Well done and congrats to the final 9, but ..

I cannot believe the amount of all in over bet shoves, normally with a dominated Ace or pair! Granted we didn't see all the final table hands so you never know how the game has fully played out; but to get someone off a hand, like Buchman, re-raising 44 mill with AQ is ridiculous, especially with being in a good position to have a decent shot at it with some of those stacks. What are you going to get called with that isn't beating you?

But then I haven't got through a field of 6500, players so my opinion can't count for much. No one seemed to want to see a flop and try and out play each other but just be overly aggressive.

Forget the suck outs thats gona happen all the time; but yeah, over playing those small pairs seemed to happen a tad too often!

Does anyone know how long the final table played out for, 14 hours before heads up right?

bennie99 2009-11-15 15:11:00

Well, i was wrong! Mind you, Cada had to hit two sets to do it. I think it's unfair to label him a luckbox, he played great poker to get to the final table, but maybe got a bit overwhelmed and didn't play very well at the final table itself.

Saout deserved to win. His play reminded me of one of my tricks, if you are playing tight and suddenly switch to loose even the best players in the world will have trouble adjusting for a while. Saout got his big stack reasonably quickly and put himself in a great position to win, he just didn't get the luck. I had to root for a non american, naturally!

I'm glad Moon didn't win, great guy but made some horrific plays at the final table that belonged in play money games to be honest.

fish 2009-11-15 12:36:00

I'm not defending Cada's play at the final table, because he definitely lucked out.

However, he had to play pretty well to at least get to that point. You can't go through 6,000 people over 8 days and not make some good plays.

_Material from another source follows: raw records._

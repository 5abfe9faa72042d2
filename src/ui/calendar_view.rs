use crate::calc::grid::DayCell;
use crate::calc::month::WEEKDAY_ABBREVS;
use crate::data::{AppSettings, Availability, Tier};
use crate::ui::controller::{CalendarController, OutputField, Phase, RenderedGrid, TextField};
use crate::ui::effects::{Motion, Pulse};
use anyhow::Result;
use chrono::{Local, NaiveDate};
use crossterm::event::{self, Event as CEvent, KeyCode, KeyEventKind, KeyModifiers};
use ratatui::{
    backend::CrosstermBackend,
    layout::{Constraint, Direction, Layout, Rect},
    style::{Color, Modifier, Style},
    text::{Line, Span},
    widgets::{Block, Borders, Paragraph},
    Frame, Terminal,
};
use std::io::Stdout;
use std::time::{Duration, Instant};

// Grid indent in columns; an entering month is drawn this far off to one side.
const GRID_INDENT: usize = 2;

const FRAME_POLL: Duration = Duration::from_millis(16);

pub struct App<A> {
    controller: CalendarController<A, TextField>,
    settings: AppSettings,
    /// Day-of-month under the keyboard cursor.
    focus_day: u32,
}

impl<A: Availability> App<A> {
    pub fn new(availability: A, settings: AppSettings, today: NaiveDate) -> Self {
        let controller =
            CalendarController::new(availability, TextField::default(), today, settings.clone());
        let mut app = App {
            controller,
            settings,
            focus_day: 1,
        };
        app.reset_focus();
        app
    }

    /// The current output field value, or None when nothing is picked.
    pub fn selected_text(&self) -> Option<&str> {
        let value = self.controller.output().value();
        (!value.is_empty()).then_some(value)
    }

    /// Refreshes "today" and fires due cosmetic timers.
    pub fn tick(&mut self, today: NaiveDate, now: Instant) {
        self.controller.refresh_today(today);
        self.controller.tick(now);
    }

    fn days_shown(&self) -> u32 {
        self.controller.state().displayed.days()
    }

    fn focus_index(&self) -> usize {
        let grid = self.controller.grid();
        grid.cells
            .iter()
            .position(|rc| rc.cell.day() == Some(self.focus_day))
            .unwrap_or(0)
    }

    /// Focus the selected day if shown, else today if shown, else the 1st.
    fn reset_focus(&mut self) {
        let grid = self.controller.grid();
        let selected = grid
            .cells
            .iter()
            .find(|rc| rc.cell.is_selected())
            .and_then(|rc| rc.cell.day());
        let today = grid
            .cells
            .iter()
            .find(|rc| matches!(rc.cell, DayCell::Day { is_today: true, .. }))
            .and_then(|rc| rc.cell.day());
        self.focus_day = selected.or(today).unwrap_or(1);
    }

    fn move_focus(&mut self, delta: i64) {
        let last = i64::from(self.days_shown());
        let next = (i64::from(self.focus_day) + delta).clamp(1, last);
        self.focus_day = u32::try_from(next).unwrap_or(1);
    }

    fn navigate(&mut self, direction: i32) {
        self.controller.navigate_month(direction, Instant::now());
        self.reset_focus();
    }

    /// Returns true if the app should quit.
    pub fn handle_key(&mut self, code: KeyCode, modifiers: KeyModifiers) -> bool {
        match code {
            KeyCode::Char('q') | KeyCode::Esc => return true,
            KeyCode::Char('c') if modifiers.contains(KeyModifiers::CONTROL) => return true,
            KeyCode::Left | KeyCode::Char('h') => self.move_focus(-1),
            KeyCode::Right | KeyCode::Char('l') => self.move_focus(1),
            KeyCode::Up | KeyCode::Char('k') => self.move_focus(-7),
            KeyCode::Down | KeyCode::Char('j') => self.move_focus(7),
            KeyCode::Char('n') | KeyCode::Char(']') | KeyCode::PageDown => self.navigate(1),
            KeyCode::Char('p') | KeyCode::Char('[') | KeyCode::PageUp => self.navigate(-1),
            KeyCode::Enter | KeyCode::Char(' ') => {
                let index = self.focus_index();
                if !self.controller.press(index, Instant::now()) {
                    log::debug!("day {} is not selectable", self.focus_day);
                }
            }
            KeyCode::Char('c') => {
                self.controller.clear_selection();
                log::info!("selection cleared");
            }
            _ => {}
        }
        false
    }

    pub fn render(&self, f: &mut Frame) {
        let chunks = Layout::default()
            .direction(Direction::Vertical)
            .constraints([
                Constraint::Length(10), // label + weekday header + 6 weeks + borders
                Constraint::Length(3),  // output field
                Constraint::Length(if self.settings.show_legend { 1 } else { 0 }),
                Constraint::Min(2), // key help
            ])
            .split(f.area());

        self.render_grid(f, chunks[0]);
        self.render_field(f, chunks[1]);
        if self.settings.show_legend {
            f.render_widget(Paragraph::new(legend()), chunks[2]);
        }
        f.render_widget(
            Paragraph::new(vec![
                Line::from("arrows/hjkl move  enter/space pick  n/p month  c clear  q quit"),
            ])
            .style(Style::default().add_modifier(Modifier::DIM)),
            chunks[3],
        );
    }

    fn render_grid(&self, f: &mut Frame, area: Rect) {
        let grid = self.controller.grid();
        let focus = self.focus_index();
        let motion = grid.motion();
        let pad = " ".repeat(grid_indent(motion));

        let mut lines = vec![Line::from(format!("{pad}{}", WEEKDAY_ABBREVS.join(" ")))];
        lines.extend(week_lines(grid, focus, &pad));

        let mut widget = Paragraph::new(lines).block(
            Block::default()
                .borders(Borders::ALL)
                .title(Span::styled(
                    format!(" {} ", grid.label),
                    Style::default().add_modifier(Modifier::BOLD),
                )),
        );
        if self.controller.phase() == Phase::Transitioning {
            widget = widget.style(Style::default().add_modifier(Modifier::DIM));
        }
        f.render_widget(widget, area);
    }

    fn render_field(&self, f: &mut Frame, area: Rect) {
        let text = self.selected_text().unwrap_or("(none)");
        let widget = Paragraph::new(Line::from(vec![
            Span::raw("Selected date: "),
            Span::styled(text.to_string(), Style::default().add_modifier(Modifier::BOLD)),
        ]))
        .block(Block::default().borders(Borders::ALL));
        f.render_widget(widget, area);
    }
}

fn week_lines(grid: &RenderedGrid, focus: usize, pad: &str) -> Vec<Line<'static>> {
    grid.cells
        .chunks(7)
        .enumerate()
        .map(|(week, row)| {
            let mut spans = vec![Span::raw(pad.to_string())];
            for (col, rc) in row.iter().enumerate() {
                let index = week * 7 + col;
                let text = match rc.cell.day() {
                    Some(day) => format!("{day:2}"),
                    None => "  ".to_string(),
                };
                spans.push(Span::styled(text, day_style(&rc.cell, rc.pulse(), index == focus)));
                spans.push(Span::raw(" "));
            }
            Line::from(spans)
        })
        .collect()
}

fn legend() -> Line<'static> {
    Line::from(vec![
        Span::styled("■ available  ", Style::default().fg(Color::Green)),
        Span::styled("■ limited  ", Style::default().fg(Color::Yellow)),
        Span::raw("■ unavailable  "),
        Span::styled("past", Style::default().add_modifier(Modifier::DIM | Modifier::CROSSED_OUT)),
    ])
}

/// Columns of left padding for the grid in a given motion state.
pub(crate) fn grid_indent(motion: Motion) -> usize {
    match motion {
        Motion::Entering { from_right: true } => GRID_INDENT * 2,
        Motion::Entering { from_right: false } => 0,
        Motion::Settling | Motion::Settled => GRID_INDENT,
    }
}

/// Determines the ratatui `Style` for a grid cell.
/// Unavailable and untagged future days share the default look.
pub(crate) fn day_style(cell: &DayCell, pulse: Pulse, focused: bool) -> Style {
    let DayCell::Day {
        tier,
        is_today,
        is_past,
        is_selected,
        ..
    } = *cell
    else {
        return Style::default();
    };

    let mut style = if is_selected {
        Style::default()
            .fg(Color::Black)
            .bg(Color::White)
            .add_modifier(Modifier::BOLD)
    } else if is_past {
        Style::default().add_modifier(Modifier::DIM | Modifier::CROSSED_OUT)
    } else {
        match tier {
            Some(Tier::Available) => Style::default().fg(Color::Green),
            Some(Tier::Limited) => Style::default().fg(Color::Yellow),
            Some(Tier::Unavailable) | None => Style::default(),
        }
    };
    if is_today {
        style = style.add_modifier(Modifier::REVERSED);
    }
    if pulse == Pulse::Raised {
        style = style.add_modifier(Modifier::BOLD | Modifier::UNDERLINED);
    }
    if focused {
        style = style.bg(Color::Cyan);
    }
    style
}

// ── App event loop ────────────────────────────────────────────────────────────

pub fn run_app<A: Availability>(
    terminal: &mut Terminal<CrosstermBackend<Stdout>>,
    app: &mut App<A>,
) -> Result<()> {
    loop {
        app.tick(Local::now().date_naive(), Instant::now());
        terminal.draw(|f| app.render(f))?;
        if event::poll(FRAME_POLL)? {
            if let CEvent::Key(key) = event::read()? {
                if key.kind == KeyEventKind::Press && app.handle_key(key.code, key.modifiers) {
                    break;
                }
            }
        }
    }
    Ok(())
}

curtis seeley 2009-11-15 05:08:00

lets be serious joe cada played pretty much terrbily at the final table. his money was in real bad twice and flopped sets. it was pretty much a joke. he made bad reads and tried to bully the tightest players at the table off raises which is a brutal strategy. he did not deserve to win at all.. he did make one nice lay down with 10 10 agaisnt phil who had kk.

Fish 2009-11-15 03:49:00

Hmmmm....all these posters...and not one of them made it to the final table. Sounds like a lot of jealous people.

Hakan 2009-11-14 04:01:00

My god, Ivey mustve been thinkin "what does it take to see a flop that isnt all in." These jokers need to be taught some restraint. The main event should be an exhibition of skill and a good advert for the game, but even the commentary lost faith by the end of it. It seems any talentless fool with 10k lying about in their cabin (Moon) can go all the way. What a joke...

mike 2009-11-14 01:41:00

Being an experienced poker player, yes, this was the most painful WSOP FT to watch. The line up of players was very interesting and compelling. I think it was a great mix, but if anything was to blame, it was the cards. Almost every hand that was won was either a 2 or 3 outer. I am sure that is not the way Joe invisioned winning, but congrats.

Joe, when you win something like this, its not just those final hands that won you the bracelet, but the hours, days, weeks, months, and years that you have spent grinding away. That is what put you in that spot. I think you got there very early, considering that there are players that have played 20 or more WSOP's and haven't hit the final table, but you did it. Hats off to you.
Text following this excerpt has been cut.